WHAT TO PRODUCE >> A verbatim copy of each record is required.

*** DATASET EXCERPTS ***

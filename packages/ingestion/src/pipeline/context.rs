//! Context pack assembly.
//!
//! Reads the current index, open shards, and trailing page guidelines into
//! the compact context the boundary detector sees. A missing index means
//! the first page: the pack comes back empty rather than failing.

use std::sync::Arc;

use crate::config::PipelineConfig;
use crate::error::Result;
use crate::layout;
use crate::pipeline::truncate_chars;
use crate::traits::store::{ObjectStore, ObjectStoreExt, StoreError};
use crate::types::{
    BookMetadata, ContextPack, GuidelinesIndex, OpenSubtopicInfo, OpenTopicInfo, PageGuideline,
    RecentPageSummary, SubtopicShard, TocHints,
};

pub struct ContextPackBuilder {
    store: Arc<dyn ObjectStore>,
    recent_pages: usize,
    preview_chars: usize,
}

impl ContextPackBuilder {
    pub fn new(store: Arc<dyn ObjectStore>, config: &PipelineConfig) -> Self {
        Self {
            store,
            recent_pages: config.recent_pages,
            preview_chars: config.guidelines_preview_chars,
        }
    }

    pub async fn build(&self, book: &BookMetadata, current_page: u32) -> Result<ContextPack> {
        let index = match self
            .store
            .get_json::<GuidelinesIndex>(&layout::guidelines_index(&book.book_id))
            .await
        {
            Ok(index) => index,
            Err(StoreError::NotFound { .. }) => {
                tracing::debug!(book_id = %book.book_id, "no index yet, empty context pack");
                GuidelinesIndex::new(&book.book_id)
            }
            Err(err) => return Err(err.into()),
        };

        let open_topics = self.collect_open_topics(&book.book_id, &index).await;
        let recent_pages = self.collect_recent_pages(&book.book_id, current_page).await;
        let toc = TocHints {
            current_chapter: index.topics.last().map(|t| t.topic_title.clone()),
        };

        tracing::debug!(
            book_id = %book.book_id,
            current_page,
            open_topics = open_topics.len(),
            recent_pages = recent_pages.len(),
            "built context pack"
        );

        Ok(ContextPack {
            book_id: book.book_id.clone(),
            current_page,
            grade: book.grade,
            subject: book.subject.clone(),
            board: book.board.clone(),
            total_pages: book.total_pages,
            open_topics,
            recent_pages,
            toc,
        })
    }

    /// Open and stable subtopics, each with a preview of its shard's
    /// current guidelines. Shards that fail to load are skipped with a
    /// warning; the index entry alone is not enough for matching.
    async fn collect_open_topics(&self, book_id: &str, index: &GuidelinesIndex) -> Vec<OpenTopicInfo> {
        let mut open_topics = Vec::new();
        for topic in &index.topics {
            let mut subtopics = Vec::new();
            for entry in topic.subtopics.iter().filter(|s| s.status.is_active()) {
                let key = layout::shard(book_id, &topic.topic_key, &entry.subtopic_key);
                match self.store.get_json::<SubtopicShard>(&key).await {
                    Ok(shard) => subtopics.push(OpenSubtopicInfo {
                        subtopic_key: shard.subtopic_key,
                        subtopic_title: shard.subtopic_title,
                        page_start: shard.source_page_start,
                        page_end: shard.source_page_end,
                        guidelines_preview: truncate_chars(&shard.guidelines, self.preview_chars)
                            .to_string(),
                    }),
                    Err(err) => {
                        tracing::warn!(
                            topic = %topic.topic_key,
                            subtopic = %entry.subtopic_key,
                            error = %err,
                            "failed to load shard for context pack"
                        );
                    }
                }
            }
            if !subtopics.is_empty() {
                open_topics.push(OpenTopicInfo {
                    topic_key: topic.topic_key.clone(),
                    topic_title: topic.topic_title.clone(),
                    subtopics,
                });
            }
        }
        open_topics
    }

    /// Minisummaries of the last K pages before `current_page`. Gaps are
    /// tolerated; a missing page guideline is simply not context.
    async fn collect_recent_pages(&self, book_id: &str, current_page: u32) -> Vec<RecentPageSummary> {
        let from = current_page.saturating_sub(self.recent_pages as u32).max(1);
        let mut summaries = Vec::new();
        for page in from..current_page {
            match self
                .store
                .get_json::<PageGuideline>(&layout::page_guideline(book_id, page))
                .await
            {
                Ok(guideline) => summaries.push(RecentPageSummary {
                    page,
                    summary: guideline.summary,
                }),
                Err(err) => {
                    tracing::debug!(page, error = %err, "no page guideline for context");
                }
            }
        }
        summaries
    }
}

*** End of DATASET EXCERPTS ***

TASK OUTPUT >>
filename packages/ingestion/src/pipeline/context.rs
//! Context pack assembly.
//!
//! Reads the current index, open shards, and trailing page guidelines into
//! the compact context the boundary detector sees. A missing index means
//! the first page: the pack comes back empty rather than failing.

use std::sync::Arc;

use crate::config::PipelineConfig;
use crate::error::Result;
use crate::layout;
use crate::pipeline::truncate_chars;
use crate::traits::store::{ObjectStore, ObjectStoreExt, StoreError};
use crate::types::{
    BookMetadata, ContextPack, GuidelinesIndex, OpenSubtopicInfo, OpenTopicInfo, PageGuideline,
    RecentPageSummary, SubtopicShard, TocHints,
};

pub struct ContextPackBuilder {
    store: Arc<dyn ObjectStore>,
    recent_pages: usize,
    preview_chars: usize,
}

impl ContextPackBuilder {
    pub fn new(store: Arc<dyn ObjectStore>, config: &PipelineConfig) -> Self {
        Self {
            store,
            recent_pages: config.recent_pages,
            preview_chars: config.guidelines_preview_chars,
        }
    }

    pub async fn build(&self, book: &BookMetadata, current_page: u32) -> Result<ContextPack> {
        let index = match self
            .store
            .get_json::<GuidelinesIndex>(&layout::guidelines_index(&book.book_id))
            .await
        {
            Ok(index) => index,
            Err(StoreError::NotFound { .. }) => {
                tracing::debug!(book_id = %book.book_id, "no index yet, empty context pack");
                GuidelinesIndex::new(&book.book_id)
            }
            Err(err) => return Err(err.into()),
        };

        let open_topics = self.collect_open_topics(&book.book_id, &index).await;
        let recent_pages = self.collect_recent_pages(&book.book_id, current_page).await;
        let toc = TocHints {
            current_chapter: index.topics.last().map(|t| t.topic_title.clone()),
        };

        tracing::debug!(
            book_id = %book.book_id,
            current_page,
            open_topics = open_topics.len(),
            recent_pages = recent_pages.len(),
            "built context pack"
        );

        Ok(ContextPack {
            book_id: book.book_id.clone(),
            current_page,
            grade: book.grade,
            subject: book.subject.clone(),
            board: book.board.clone(),
            total_pages: book.total_pages,
            open_topics,
            recent_pages,
            toc,
        })
    }

    /// Open and stable subtopics, each with a preview of its shard's
    /// current guidelines. Shards that fail to load are skipped with a
    /// warning; the index entry alone is not enough for matching.
    async fn collect_open_topics(&self, book_id: &str, index: &GuidelinesIndex) -> Vec<OpenTopicInfo> {
        let mut open_topics = Vec::new();
        for topic in &index.topics {
            let mut subtopics = Vec::new();
            for entry in topic.subtopics.iter().filter(|s| s.status.is_active()) {
                let key = layout::shard(book_id, &topic.topic_key, &entry.subtopic_key);
                match self.store.get_json::<SubtopicShard>(&key).await {
                    Ok(shard) => subtopics.push(OpenSubtopicInfo {
                        subtopic_key: shard.subtopic_key,
                        subtopic_title: shard.subtopic_title,
                        page_start: shard.source_page_start,
                        page_end: shard.source_page_end,
                        guidelines_preview: truncate_chars(&shard.guidelines, self.preview_chars)
                            .to_string(),
                    }),
                    Err(err) => {
                        tracing::warn!(
                            topic = %topic.topic_key,
                            subtopic = %entry.subtopic_key,
                            error = %err,
                            "failed to load shard for context pack"
                        );
                    }
                }
            }
            if !subtopics.is_empty() {
                open_topics.push(OpenTopicInfo {
                    topic_key: topic.topic_key.clone(),
                    topic_title: topic.topic_title.clone(),
                    subtopics,
                });
            }
        }
        open_topics
    }

    /// Minisummaries of the last K pages before `current_page`. Gaps are
    /// tolerated; a missing page guideline is simply not context.
    async fn collect_recent_pages(&self, book_id: &str, current_page: u32) -> Vec<RecentPageSummary> {
        let from = current_page.saturating_sub(self.recent_pages as u32).max(1);
        let mut summaries = Vec::new();
        for page in from..current_page {
            match self
                .store
                .get_json::<PageGuideline>(&layout::page_guideline(book_id, page))
                .await
            {
                Ok(guideline) => summaries.push(RecentPageSummary {
                    page,
                    summary: guideline.summary,
                }),
                Err(err) => {
                    tracing::debug!(page, error = %err, "no page guideline for context");
                }
            }
        }
        summaries
    }
}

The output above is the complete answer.